■ **TASK GOAL**
For the entries below, the expected answer is the line with "return Err(err.into());", the line with "hands over the", and every line between them, exactly as written, and nothing more.

■ **GIVEN INFORMATION**
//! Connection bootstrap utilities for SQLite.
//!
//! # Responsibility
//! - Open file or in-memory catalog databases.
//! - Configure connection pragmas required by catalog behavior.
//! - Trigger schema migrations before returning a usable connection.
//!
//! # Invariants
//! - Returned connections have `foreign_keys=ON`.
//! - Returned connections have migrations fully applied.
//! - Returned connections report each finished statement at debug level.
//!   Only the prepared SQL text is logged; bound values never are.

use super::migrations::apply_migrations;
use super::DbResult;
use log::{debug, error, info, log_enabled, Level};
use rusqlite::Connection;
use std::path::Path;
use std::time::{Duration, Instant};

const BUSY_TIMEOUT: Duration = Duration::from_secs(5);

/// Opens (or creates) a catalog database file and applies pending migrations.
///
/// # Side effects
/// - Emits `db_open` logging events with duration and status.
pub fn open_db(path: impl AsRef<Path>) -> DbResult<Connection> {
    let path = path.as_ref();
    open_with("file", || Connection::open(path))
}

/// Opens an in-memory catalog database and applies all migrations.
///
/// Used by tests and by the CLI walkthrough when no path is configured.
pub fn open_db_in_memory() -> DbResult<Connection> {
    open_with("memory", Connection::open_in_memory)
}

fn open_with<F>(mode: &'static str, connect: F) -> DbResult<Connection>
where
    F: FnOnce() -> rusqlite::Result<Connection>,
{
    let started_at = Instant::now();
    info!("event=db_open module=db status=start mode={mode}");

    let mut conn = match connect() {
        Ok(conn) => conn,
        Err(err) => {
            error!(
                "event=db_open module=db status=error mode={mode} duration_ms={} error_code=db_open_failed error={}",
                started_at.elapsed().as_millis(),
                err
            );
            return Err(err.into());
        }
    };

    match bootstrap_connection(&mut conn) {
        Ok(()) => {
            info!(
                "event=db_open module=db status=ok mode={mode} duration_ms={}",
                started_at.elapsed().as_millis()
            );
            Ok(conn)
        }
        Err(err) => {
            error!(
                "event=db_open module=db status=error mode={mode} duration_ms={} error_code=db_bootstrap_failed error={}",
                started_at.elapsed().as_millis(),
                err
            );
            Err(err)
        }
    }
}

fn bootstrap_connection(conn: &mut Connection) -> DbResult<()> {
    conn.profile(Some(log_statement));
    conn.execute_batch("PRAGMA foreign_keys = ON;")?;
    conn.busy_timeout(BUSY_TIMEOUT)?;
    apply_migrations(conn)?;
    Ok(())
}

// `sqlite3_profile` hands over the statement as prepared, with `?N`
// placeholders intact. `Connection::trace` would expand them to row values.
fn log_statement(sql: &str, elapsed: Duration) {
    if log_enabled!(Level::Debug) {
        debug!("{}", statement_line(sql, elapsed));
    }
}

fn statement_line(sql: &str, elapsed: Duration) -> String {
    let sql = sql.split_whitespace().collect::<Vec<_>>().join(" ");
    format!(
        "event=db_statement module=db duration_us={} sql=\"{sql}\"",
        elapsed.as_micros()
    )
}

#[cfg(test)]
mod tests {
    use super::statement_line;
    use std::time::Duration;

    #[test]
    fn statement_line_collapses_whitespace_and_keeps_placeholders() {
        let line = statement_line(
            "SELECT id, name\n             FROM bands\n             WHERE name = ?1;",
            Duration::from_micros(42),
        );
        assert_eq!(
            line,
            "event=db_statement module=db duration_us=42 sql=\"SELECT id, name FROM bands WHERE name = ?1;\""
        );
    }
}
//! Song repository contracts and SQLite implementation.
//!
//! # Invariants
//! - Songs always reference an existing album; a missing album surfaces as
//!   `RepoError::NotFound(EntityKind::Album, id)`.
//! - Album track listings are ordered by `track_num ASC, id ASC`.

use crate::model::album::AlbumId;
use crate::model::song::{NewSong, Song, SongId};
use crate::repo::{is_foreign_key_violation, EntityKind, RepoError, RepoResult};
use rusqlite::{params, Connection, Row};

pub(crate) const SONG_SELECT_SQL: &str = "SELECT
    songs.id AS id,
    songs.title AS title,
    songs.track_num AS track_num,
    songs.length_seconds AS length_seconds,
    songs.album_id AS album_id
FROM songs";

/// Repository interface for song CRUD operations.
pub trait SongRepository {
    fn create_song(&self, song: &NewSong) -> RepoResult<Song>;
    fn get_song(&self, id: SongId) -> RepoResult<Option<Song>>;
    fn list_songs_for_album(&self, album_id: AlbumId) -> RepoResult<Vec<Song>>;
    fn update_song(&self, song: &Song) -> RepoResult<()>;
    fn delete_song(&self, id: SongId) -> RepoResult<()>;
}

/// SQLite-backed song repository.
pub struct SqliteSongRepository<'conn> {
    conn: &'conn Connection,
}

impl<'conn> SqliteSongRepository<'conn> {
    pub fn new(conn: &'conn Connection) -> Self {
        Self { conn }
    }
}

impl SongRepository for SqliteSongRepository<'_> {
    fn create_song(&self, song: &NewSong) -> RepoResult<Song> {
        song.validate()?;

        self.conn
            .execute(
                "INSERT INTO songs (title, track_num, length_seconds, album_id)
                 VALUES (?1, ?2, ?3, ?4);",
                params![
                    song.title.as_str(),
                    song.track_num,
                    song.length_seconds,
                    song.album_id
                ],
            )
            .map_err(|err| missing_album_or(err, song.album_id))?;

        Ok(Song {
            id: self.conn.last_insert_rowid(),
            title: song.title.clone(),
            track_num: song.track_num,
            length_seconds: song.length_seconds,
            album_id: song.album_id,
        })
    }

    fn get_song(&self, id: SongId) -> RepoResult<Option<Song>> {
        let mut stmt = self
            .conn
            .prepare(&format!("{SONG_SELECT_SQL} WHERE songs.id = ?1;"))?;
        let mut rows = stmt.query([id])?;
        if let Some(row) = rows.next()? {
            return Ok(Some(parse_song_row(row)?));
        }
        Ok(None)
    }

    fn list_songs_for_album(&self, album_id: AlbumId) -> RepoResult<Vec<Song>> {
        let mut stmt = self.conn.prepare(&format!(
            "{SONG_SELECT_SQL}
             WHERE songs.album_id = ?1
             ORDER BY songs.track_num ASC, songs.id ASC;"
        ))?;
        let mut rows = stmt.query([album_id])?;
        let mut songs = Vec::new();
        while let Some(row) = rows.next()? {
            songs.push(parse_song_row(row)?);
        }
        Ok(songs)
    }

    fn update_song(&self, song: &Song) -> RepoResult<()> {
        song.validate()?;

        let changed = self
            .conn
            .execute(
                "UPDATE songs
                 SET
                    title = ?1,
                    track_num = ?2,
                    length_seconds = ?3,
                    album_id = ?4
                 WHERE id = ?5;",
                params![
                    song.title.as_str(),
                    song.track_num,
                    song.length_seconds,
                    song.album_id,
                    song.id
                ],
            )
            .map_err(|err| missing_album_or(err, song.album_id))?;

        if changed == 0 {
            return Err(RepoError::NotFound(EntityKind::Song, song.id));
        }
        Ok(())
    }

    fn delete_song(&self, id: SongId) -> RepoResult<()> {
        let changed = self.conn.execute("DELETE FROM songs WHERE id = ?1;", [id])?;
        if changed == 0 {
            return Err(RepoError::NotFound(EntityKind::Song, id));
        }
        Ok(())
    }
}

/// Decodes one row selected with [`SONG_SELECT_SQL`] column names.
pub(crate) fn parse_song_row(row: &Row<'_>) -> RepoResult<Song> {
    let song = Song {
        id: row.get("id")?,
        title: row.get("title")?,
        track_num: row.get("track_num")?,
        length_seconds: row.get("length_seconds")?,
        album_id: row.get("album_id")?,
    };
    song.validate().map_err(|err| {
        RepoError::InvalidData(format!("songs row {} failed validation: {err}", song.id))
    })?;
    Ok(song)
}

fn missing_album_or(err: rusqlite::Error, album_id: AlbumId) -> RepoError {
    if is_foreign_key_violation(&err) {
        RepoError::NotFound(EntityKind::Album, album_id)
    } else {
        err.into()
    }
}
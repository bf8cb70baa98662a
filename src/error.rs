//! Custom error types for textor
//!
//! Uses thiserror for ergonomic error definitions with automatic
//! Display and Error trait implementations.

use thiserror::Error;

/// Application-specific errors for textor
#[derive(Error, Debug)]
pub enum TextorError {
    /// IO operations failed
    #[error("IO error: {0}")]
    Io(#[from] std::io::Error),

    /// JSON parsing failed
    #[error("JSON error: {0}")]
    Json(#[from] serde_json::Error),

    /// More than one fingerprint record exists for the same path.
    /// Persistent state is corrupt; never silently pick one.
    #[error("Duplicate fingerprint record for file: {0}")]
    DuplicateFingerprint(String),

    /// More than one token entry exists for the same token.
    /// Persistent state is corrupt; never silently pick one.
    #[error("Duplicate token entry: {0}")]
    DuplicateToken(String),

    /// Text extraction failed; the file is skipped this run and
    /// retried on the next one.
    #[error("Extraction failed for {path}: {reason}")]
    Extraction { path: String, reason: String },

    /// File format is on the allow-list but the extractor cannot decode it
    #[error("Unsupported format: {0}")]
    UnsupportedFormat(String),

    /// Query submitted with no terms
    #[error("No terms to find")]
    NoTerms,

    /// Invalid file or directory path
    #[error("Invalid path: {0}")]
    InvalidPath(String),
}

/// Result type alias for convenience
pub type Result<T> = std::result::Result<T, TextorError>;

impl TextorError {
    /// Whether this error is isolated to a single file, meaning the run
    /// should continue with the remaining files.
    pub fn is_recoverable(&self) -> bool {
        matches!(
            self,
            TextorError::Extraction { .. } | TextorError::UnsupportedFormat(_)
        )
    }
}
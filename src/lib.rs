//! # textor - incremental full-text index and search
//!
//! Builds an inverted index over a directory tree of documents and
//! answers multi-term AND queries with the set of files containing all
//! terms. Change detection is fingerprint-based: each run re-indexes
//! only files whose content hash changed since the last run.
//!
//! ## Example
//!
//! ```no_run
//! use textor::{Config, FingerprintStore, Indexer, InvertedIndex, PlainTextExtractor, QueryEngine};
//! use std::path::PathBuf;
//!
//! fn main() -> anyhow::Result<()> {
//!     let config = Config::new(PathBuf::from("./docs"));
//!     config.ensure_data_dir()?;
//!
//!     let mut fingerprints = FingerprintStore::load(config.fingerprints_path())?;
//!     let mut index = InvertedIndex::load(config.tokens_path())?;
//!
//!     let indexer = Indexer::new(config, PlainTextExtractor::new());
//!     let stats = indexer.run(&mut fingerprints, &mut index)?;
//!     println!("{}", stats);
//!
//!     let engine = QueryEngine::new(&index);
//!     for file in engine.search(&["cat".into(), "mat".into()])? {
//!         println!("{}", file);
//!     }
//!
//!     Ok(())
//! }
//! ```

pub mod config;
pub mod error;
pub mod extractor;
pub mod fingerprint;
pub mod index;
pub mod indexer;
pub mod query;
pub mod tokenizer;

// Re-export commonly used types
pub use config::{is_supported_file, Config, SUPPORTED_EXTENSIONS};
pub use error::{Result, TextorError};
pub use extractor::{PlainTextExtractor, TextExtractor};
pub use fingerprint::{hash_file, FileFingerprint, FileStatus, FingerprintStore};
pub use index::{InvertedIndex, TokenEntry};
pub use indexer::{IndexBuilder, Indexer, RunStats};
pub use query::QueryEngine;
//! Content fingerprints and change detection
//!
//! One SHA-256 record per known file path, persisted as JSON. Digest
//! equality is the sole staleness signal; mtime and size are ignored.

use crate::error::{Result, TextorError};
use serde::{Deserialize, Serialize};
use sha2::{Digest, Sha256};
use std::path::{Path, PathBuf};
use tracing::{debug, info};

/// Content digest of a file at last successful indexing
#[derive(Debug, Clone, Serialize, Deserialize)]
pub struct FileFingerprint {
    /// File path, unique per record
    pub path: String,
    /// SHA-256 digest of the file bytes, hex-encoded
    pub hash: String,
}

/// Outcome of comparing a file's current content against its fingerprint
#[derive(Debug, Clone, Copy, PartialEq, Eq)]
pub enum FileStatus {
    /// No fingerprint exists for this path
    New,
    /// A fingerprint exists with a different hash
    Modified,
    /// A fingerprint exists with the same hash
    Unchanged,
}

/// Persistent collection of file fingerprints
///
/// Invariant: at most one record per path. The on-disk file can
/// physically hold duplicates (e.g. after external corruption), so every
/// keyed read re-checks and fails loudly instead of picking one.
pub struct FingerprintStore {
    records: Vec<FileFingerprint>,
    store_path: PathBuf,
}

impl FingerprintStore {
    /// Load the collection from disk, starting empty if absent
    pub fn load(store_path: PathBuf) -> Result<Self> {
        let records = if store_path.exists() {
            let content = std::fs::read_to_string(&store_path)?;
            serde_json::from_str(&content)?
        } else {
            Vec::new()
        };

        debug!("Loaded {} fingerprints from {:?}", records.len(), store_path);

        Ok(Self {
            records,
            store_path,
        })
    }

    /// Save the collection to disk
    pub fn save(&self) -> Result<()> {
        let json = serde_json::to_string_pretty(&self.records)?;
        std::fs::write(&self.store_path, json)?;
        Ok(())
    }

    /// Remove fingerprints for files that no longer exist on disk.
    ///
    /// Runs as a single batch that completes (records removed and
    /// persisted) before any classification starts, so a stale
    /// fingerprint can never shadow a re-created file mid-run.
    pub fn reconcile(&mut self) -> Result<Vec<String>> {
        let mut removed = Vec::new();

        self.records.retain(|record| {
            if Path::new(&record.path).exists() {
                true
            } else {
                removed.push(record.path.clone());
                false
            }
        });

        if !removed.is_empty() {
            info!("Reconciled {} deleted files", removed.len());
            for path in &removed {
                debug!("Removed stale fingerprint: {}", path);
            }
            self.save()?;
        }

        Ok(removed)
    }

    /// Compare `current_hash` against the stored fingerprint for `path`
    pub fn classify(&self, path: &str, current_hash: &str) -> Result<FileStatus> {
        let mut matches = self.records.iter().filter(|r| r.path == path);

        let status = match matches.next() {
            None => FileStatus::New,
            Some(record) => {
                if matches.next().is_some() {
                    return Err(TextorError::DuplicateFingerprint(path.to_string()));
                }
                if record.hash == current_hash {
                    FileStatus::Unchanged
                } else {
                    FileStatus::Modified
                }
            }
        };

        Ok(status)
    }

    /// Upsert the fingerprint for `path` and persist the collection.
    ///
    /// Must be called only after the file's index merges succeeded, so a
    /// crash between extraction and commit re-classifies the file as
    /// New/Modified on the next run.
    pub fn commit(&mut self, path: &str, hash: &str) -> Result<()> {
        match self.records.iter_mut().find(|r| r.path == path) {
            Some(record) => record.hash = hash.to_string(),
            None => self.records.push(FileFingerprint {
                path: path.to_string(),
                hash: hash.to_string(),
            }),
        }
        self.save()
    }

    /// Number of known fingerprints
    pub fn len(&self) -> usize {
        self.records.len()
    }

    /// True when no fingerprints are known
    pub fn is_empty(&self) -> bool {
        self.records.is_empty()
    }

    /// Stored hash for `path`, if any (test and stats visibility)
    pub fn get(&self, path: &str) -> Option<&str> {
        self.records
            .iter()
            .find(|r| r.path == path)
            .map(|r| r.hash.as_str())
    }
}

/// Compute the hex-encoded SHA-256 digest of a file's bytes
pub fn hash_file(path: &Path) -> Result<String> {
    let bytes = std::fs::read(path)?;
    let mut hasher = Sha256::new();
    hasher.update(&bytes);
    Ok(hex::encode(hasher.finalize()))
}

■ **REPLY**
            return Err(err.into());
        }
    };

    match bootstrap_connection(&mut conn) {
        Ok(()) => {
            info!(
                "event=db_open module=db status=ok mode={mode} duration_ms={}",
                started_at.elapsed().as_millis()
            );
            Ok(conn)
        }
        Err(err) => {
            error!(
                "event=db_open module=db status=error mode={mode} duration_ms={} error_code=db_bootstrap_failed error={}",
                started_at.elapsed().as_millis(),
                err
            );
            Err(err)
        }
    }
}

fn bootstrap_connection(conn: &mut Connection) -> DbResult<()> {
    conn.profile(Some(log_statement));
    conn.execute_batch("PRAGMA foreign_keys = ON;")?;
    conn.busy_timeout(BUSY_TIMEOUT)?;
    apply_migrations(conn)?;
    Ok(())
}

// `sqlite3_profile` hands over the statement as prepared, with `?N`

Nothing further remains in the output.